### Your assignment
From the records below, copy out each line that has the word "members".

### Dataset records
"""

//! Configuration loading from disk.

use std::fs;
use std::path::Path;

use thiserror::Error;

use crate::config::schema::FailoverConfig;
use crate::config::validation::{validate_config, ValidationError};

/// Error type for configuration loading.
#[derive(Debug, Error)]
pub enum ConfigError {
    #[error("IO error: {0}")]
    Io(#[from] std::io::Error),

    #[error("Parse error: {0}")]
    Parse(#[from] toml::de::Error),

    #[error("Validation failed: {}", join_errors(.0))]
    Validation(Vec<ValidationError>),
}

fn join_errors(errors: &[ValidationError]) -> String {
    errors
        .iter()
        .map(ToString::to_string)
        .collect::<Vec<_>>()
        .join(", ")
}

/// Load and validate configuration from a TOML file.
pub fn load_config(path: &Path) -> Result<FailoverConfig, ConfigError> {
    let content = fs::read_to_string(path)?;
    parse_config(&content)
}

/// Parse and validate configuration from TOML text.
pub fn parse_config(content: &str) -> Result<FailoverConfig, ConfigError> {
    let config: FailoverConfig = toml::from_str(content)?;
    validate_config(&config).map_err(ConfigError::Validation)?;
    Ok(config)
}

"""
"""

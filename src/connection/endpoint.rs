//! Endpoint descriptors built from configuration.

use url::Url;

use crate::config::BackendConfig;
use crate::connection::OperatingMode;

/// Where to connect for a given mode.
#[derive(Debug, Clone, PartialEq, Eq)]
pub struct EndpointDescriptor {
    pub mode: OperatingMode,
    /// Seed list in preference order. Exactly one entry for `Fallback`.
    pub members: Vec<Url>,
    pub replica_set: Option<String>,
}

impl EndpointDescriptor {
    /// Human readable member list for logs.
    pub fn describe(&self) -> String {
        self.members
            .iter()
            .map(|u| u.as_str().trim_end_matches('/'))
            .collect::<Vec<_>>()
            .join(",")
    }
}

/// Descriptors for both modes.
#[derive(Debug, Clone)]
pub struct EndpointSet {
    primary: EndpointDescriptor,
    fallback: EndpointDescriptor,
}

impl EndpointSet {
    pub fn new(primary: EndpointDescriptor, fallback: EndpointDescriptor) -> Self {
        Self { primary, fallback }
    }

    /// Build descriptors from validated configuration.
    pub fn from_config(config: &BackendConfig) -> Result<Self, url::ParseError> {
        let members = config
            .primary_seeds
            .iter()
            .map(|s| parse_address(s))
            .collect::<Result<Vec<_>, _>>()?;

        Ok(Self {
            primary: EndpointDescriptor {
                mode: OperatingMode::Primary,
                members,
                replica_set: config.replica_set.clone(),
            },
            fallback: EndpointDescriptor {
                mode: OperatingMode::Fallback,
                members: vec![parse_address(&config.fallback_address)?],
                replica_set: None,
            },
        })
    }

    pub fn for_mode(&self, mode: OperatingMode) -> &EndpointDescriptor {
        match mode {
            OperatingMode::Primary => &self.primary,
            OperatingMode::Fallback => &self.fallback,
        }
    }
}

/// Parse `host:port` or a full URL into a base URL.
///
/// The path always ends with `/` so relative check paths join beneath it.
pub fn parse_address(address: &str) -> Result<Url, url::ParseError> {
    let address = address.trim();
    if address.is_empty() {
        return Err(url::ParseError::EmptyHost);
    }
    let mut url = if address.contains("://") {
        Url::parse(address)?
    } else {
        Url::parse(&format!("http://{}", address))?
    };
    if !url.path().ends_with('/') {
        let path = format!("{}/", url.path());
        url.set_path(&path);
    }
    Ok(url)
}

"""

### Exercise output
    pub members: Vec<Url>,
        self.members
        let members = config
                members,
                members: vec![parse_address(&config.fallback_address)?],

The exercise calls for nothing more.